The development of oscillating laser beam welding (OLBW) provides an opportunity to improve the weld formation of dissimilar stainless steels. In this paper, the influence of oscillating amplitude on the weld formation, microstructure, and mechanical properties of dissimilar 430/5Cr15MoV stainless steel was studied. The results showed that the weld morphology became smooth and uniform with an increase in the oscillating amplitude, and there was no obvious defect on the surface. The formation mechanism of weld overflow defects on the weld surface was discussed. The width of the weld metal increased with an increase in oscillation amplitude.
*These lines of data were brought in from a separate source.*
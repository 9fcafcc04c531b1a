//! Trace types.
//!
//! The static shape of what a program records: per address, the dtype and
//! shape of the choice and whether its support is finite.

use std::fmt;

use indexmap::IndexMap;
use serde::{Deserialize, Serialize};
use stoch_foundation::{Address, DType, Shape};
use stoch_ir::Aval;

/// Support of one choice.
#[derive(Debug, Clone, Copy, PartialEq, Eq, Serialize, Deserialize)]
#[serde(rename_all = "lowercase")]
pub enum Support {
    Real,
    Finite(usize),
}

/// Static description of a program's choices.
#[derive(Debug, Clone, PartialEq, Serialize, Deserialize)]
#[serde(rename_all = "lowercase")]
pub enum TraceType {
    /// Records nothing.
    Bottom,
    /// One choice.
    Shaped {
        dtype: DType,
        shape: Shape,
        support: Support,
    },
    /// Sub-programs by address.
    Map(IndexMap<String, TraceType>),
}

impl TraceType {
    pub fn shaped(aval: &Aval, support: Support) -> Self {
        TraceType::Shaped {
            dtype: aval.dtype,
            shape: aval.shape.clone(),
            support,
        }
    }

    /// Trace type at `addr`, walking `/`-separated levels.
    pub fn get(&self, addr: &str) -> Option<&TraceType> {
        let mut at = self;
        for segment in Address::parse(addr).segments() {
            match at {
                TraceType::Map(entries) => at = entries.get(segment)?,
                _ => return None,
            }
        }
        Some(at)
    }

    /// True when every choice has a finite support.
    pub fn is_finite(&self) -> bool {
        match self {
            TraceType::Bottom => true,
            TraceType::Shaped { support, .. } => matches!(support, Support::Finite(_)),
            TraceType::Map(entries) => entries.values().all(TraceType::is_finite),
        }
    }

    /// Number of joint outcomes, if finite.
    ///
    /// A choice of shape `s` with `n` outcomes per element counts `n^|s|`.
    pub fn num_outcomes(&self) -> Option<usize> {
        match self {
            TraceType::Bottom => Some(1),
            TraceType::Shaped {
                support: Support::Finite(n),
                shape,
                ..
            } => n.checked_pow(u32::try_from(shape.numel()).ok()?),
            TraceType::Shaped { .. } => None,
            TraceType::Map(entries) => entries
                .values()
                .try_fold(1usize, |acc, t| acc.checked_mul(t.num_outcomes()?)),
        }
    }

    /// Same type without the addresses in `remove`.
    pub(crate) fn without(&self, remove: &[Address]) -> TraceType {
        if remove.iter().any(Address::is_root) {
            return TraceType::Bottom;
        }
        match self {
            TraceType::Map(entries) => {
                let mut kept = IndexMap::new();
                for (key, sub) in entries {
                    let below: Vec<Address> = remove
                        .iter()
                        .filter_map(|a| match a.split_first() {
                            Some((head, rest)) if head == key.as_str() => Some(rest),
                            _ => None,
                        })
                        .collect();
                    match sub.without(&below) {
                        TraceType::Bottom => {}
                        other => {
                            kept.insert(key.clone(), other);
                        }
                    }
                }
                TraceType::Map(kept)
            }
            other => other.clone(),
        }
    }
}

impl fmt::Display for TraceType {
    fn fmt(&self, f: &mut fmt::Formatter<'_>) -> fmt::Result {
        match self {
            TraceType::Bottom => write!(f, "⊥"),
            TraceType::Shaped {
                dtype,
                shape,
                support: Support::Real,
            } => write!(f, "{}{}", dtype, shape),
            TraceType::Shaped {
                dtype,
                shape,
                support: Support::Finite(n),
            } => write!(f, "{}{}{{{}}}", dtype, shape, n),
            TraceType::Map(entries) => {
                write!(f, "{{")?;
                for (i, (k, v)) in entries.iter().enumerate() {
                    if i > 0 {
                        write!(f, ", ")?;
                    }
                    write!(f, "{}: {}", k, v)?;
                }
                write!(f, "}}")
            }
        }
    }
}

#[cfg(test)]
mod tests {
    use super::*;

    fn sample_type() -> TraceType {
        let mut entries = IndexMap::new();
        entries.insert(
            "a".to_string(),
            TraceType::shaped(&Aval::scalar(DType::Bool), Support::Finite(2)),
        );
        entries.insert(
            "b".to_string(),
            TraceType::shaped(&Aval::new(DType::I64, vec![2]), Support::Finite(3)),
        );
        TraceType::Map(entries)
    }

    #[test]
    fn test_outcome_count() {
        let t = sample_type();
        assert!(t.is_finite());
        assert_eq!(t.num_outcomes(), Some(2 * 9));
        assert_eq!(t.to_string(), "{a: bool[]{2}, b: i64[2]{3}}");
    }

    #[test]
    fn test_without_drops_addresses() {
        let t = sample_type().without(&[Address::parse("a")]);
        assert!(t.get("a").is_none());
        assert!(t.get("b").is_some());
    }

    #[test]
    fn test_serde_lowercase() {
        let json = serde_json::to_string(&TraceType::Bottom).unwrap();
        assert_eq!(json, "\"bottom\"");
    }
}
//! Stoch Runtime.
//!
//! Generative functions over the stoch IR. A program is a host closure
//! staged into a [`Graph`](stoch_ir::Graph) whose custom nodes sample,
//! observe and call sub-programs; interpreters then give that one graph
//! several meanings.
//!
//! # Architecture
//!
//! - [`gfi`] - [`Program`] and [`Measure`]: simulate, assess, update,
//!   generate and the reflective operations
//! - [`programs`] - program kinds: distributions, staged functions ([`gen`]),
//!   vectorised programs and marginals
//! - `handlers` - the effect handlers behind each protocol operation
//! - [`interpret`] - forward, seeded, vectorised and enumerating interpreters
//! - [`reflect`] - discretisation, lowering, blankets and trace types
//! - [`distributions`] - built-in distributions
//! - [`choices`], [`selection`], [`trace`] - protocol data
//! - [`context`] - keys, lanes and the handler stack of one call
//! - [`error`] - error types for runtime failures
//!
//! # Example
//!
//! ```ignore
//! use stoch_runtime::{bernoulli, gen, Context, ProbabilisticStager};
//! use stoch_foundation::Key;
//! use stoch_ir::Atom;
//!
//! let model = gen("coin", |s, _| {
//!     let x = s.choose("x", &bernoulli(), &[Atom::from(0.3)])?;
//!     Ok(vec![x])
//! });
//! let trace = model.simulate(&mut Context::seeded(Key::new(0)), &[])?;
//! let all = model.enumerate(&mut Context::new(), &[])?;
//! ```

pub mod choices;
pub mod context;
pub mod distributions;
pub mod error;
pub mod gfi;
mod handlers;
pub mod interpret;
pub mod ops;
pub mod programs;
pub mod reflect;
pub mod selection;
pub mod trace;

pub use choices::{ChoiceMap, ChoiceTree};
pub use context::{Context, Entropy};
pub use distributions::{
    bernoulli, beta, categorical, flip, geometric, logsumexp, normal, uniform, Dist, Distribution,
};
pub use error::{Error, Result};
pub use gfi::{GenerativeFunction, Measure, Program, ReflectiveMeasure, Update};
pub use interpret::{eliminate, enumerate, evaluate, modular_vmap, seed, Enumeration, SeededKernel};
pub use ops::{ProbabilisticStager, TraceSite};
pub use programs::{estimate_log_marginal, gen, FnProgram, Importance, VmapProgram};
pub use reflect::blanket::BlanketFlags;
pub use reflect::trace_type::{Support, TraceType};
pub use selection::{sel, sel_all, sel_none, Selection};
pub use trace::{Trace, TraceBody};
The influence of beam oscillation on the microstructure of the weld center was significant, i.e., the proportion of equiaxed grains in the center of the welds increased as the oscillation amplitude increased. The maximum microhardness of the weld was obtained at an amplitude of 1.5 mm. Moreover, the tensile strength of the welds reached 477 MPa, which was comparable to the tensile strength of the 430 stainless steel base material. The fracture modes of all welds were typical ductile fractures, which suggests that the oscillation amplitude had a minor effect on the fracture mechanism of the welds. This study provided a new approach to welding dissimilar stainless steels and offers guidance for the selection of an optimum oscillation amplitude.